What is being asked » Output the records exactly, every one of them.

Entries taken from a collection

# # #

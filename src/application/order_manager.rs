use crate::application::governor::Governor;
use crate::domain::account::VirtualAccount;
use crate::domain::errors::{ExchangeError, OrderError};
use crate::domain::order::Order;
use crate::domain::ports::{ExchangeAdapter, OrderSpec};
use crate::domain::position::Position;
use crate::domain::repositories::TradeStore;
use crate::domain::trade::Trade;
use crate::domain::types::{
    CloseReason, FillEvent, MarketTick, OrderIntent, OrderSide, OrderStatus, Signal,
};
use chrono::{DateTime, Duration, Utc};
use rust_decimal::Decimal;
use std::collections::{HashMap, HashSet};
use std::sync::Arc;
use tracing::{error, info, warn};

#[derive(Debug, Clone)]
pub struct OrderManagerConfig {
    /// Stop distance from entry as a fraction (0.02 = 2%).
    pub stop_loss_fraction: Decimal,
    pub exchange_timeout: std::time::Duration,
    pub stale_order_threshold: Duration,
    pub stop_loss_failure_kill_threshold: u32,
    pub reconcile_failure_limit: u32,
}

/// Result of trying to place an order for a signal.
#[derive(Debug)]
pub enum Placement {
    Placed(Order),
    /// The store-level ownership re-check found the symbol held elsewhere.
    Conflict { owner: String },
    /// A close for this position is already in flight.
    AlreadyClosing,
}

/// What one applied fill did to the book. The engine feeds these to the
/// governor and router; the order manager itself never reaches back into
/// them.
#[derive(Debug)]
pub enum FillOutcome {
    Ignored { reason: &'static str },
    EntryFilled {
        order: Order,
        position: Position,
        /// True when this fill created the position.
        opened: bool,
        /// Consecutive stop-attach failures for the VA; zero when the
        /// protective stop is live.
        attach_failures: u32,
    },
    Reduced { order: Order, position: Position },
    Closed {
        order: Order,
        trade: Trade,
        /// Settled account, already persisted in the close transaction.
        account: VirtualAccount,
    },
}

#[derive(Debug, Default)]
pub struct ReconcileOutcome {
    /// Fills the exchange reported that we had not seen; the engine runs
    /// them through the normal fill path.
    pub adopted_fills: Vec<FillEvent>,
    /// `(va_id, symbol)` reservations freed by entries that died unfilled.
    pub released: Vec<(String, String)>,
}

/// Stop price at the configured fraction from the reference: below entry
/// for longs, above for shorts.
pub(crate) fn protective_price(side: OrderSide, reference: Decimal, fraction: Decimal) -> Decimal {
    match side {
        OrderSide::Buy => reference * (Decimal::ONE - fraction),
        OrderSide::Sell => reference * (Decimal::ONE + fraction),
    }
}

/// Order lifecycle, mandatory stop-loss enforcement, fill accounting,
/// trigger detection, and reconciliation against the exchange.
///
/// Holds the in-memory position book (keyed by symbol; ownership is
/// globally unique) plus bookkeeping for live stops and in-flight closes.
/// Every durable mutation goes through the store first; caches update
/// only after the commit.
pub struct OrderManager {
    store: Arc<dyn TradeStore>,
    exchange: Arc<dyn ExchangeAdapter>,
    config: OrderManagerConfig,
    positions: HashMap<String, Position>,
    /// symbol -> live stop-loss order id.
    stops: HashMap<String, String>,
    /// Symbols with a close order in flight; guards double submission.
    closing: HashSet<String>,
    /// Close order id -> reason the eventual trade will carry.
    close_reasons: HashMap<String, CloseReason>,
    /// va_id -> consecutive stop-attach failures.
    stop_attach_failures: HashMap<String, u32>,
    reconcile_failures: u32,
}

# # #

Task solution »
filename src/application/order_manager.rs
use crate::application::governor::Governor;
use crate::domain::account::VirtualAccount;
use crate::domain::errors::{ExchangeError, OrderError};
use crate::domain::order::Order;
use crate::domain::ports::{ExchangeAdapter, OrderSpec};
use crate::domain::position::Position;
use crate::domain::repositories::TradeStore;
use crate::domain::trade::Trade;
use crate::domain::types::{
    CloseReason, FillEvent, MarketTick, OrderIntent, OrderSide, OrderStatus, Signal,
};
use chrono::{DateTime, Duration, Utc};
use rust_decimal::Decimal;
use std::collections::{HashMap, HashSet};
use std::sync::Arc;
use tracing::{error, info, warn};

#[derive(Debug, Clone)]
pub struct OrderManagerConfig {
    /// Stop distance from entry as a fraction (0.02 = 2%).
    pub stop_loss_fraction: Decimal,
    pub exchange_timeout: std::time::Duration,
    pub stale_order_threshold: Duration,
    pub stop_loss_failure_kill_threshold: u32,
    pub reconcile_failure_limit: u32,
}

/// Result of trying to place an order for a signal.
#[derive(Debug)]
pub enum Placement {
    Placed(Order),
    /// The store-level ownership re-check found the symbol held elsewhere.
    Conflict { owner: String },
    /// A close for this position is already in flight.
    AlreadyClosing,
}

/// What one applied fill did to the book. The engine feeds these to the
/// governor and router; the order manager itself never reaches back into
/// them.
#[derive(Debug)]
pub enum FillOutcome {
    Ignored { reason: &'static str },
    EntryFilled {
        order: Order,
        position: Position,
        /// True when this fill created the position.
        opened: bool,
        /// Consecutive stop-attach failures for the VA; zero when the
        /// protective stop is live.
        attach_failures: u32,
    },
    Reduced { order: Order, position: Position },
    Closed {
        order: Order,
        trade: Trade,
        /// Settled account, already persisted in the close transaction.
        account: VirtualAccount,
    },
}

#[derive(Debug, Default)]
pub struct ReconcileOutcome {
    /// Fills the exchange reported that we had not seen; the engine runs
    /// them through the normal fill path.
    pub adopted_fills: Vec<FillEvent>,
    /// `(va_id, symbol)` reservations freed by entries that died unfilled.
    pub released: Vec<(String, String)>,
}

/// Stop price at the configured fraction from the reference: below entry
/// for longs, above for shorts.
pub(crate) fn protective_price(side: OrderSide, reference: Decimal, fraction: Decimal) -> Decimal {
    match side {
        OrderSide::Buy => reference * (Decimal::ONE - fraction),
        OrderSide::Sell => reference * (Decimal::ONE + fraction),
    }
}

/// Order lifecycle, mandatory stop-loss enforcement, fill accounting,
/// trigger detection, and reconciliation against the exchange.
///
/// Holds the in-memory position book (keyed by symbol; ownership is
/// globally unique) plus bookkeeping for live stops and in-flight closes.
/// Every durable mutation goes through the store first; caches update
/// only after the commit.
pub struct OrderManager {
    store: Arc<dyn TradeStore>,
    exchange: Arc<dyn ExchangeAdapter>,
    config: OrderManagerConfig,
    positions: HashMap<String, Position>,
    /// symbol -> live stop-loss order id.
    stops: HashMap<String, String>,
    /// Symbols with a close order in flight; guards double submission.
    closing: HashSet<String>,
    /// Close order id -> reason the eventual trade will carry.
    close_reasons: HashMap<String, CloseReason>,
    /// va_id -> consecutive stop-attach failures.
    stop_attach_failures: HashMap<String, u32>,
    reconcile_failures: u32,
}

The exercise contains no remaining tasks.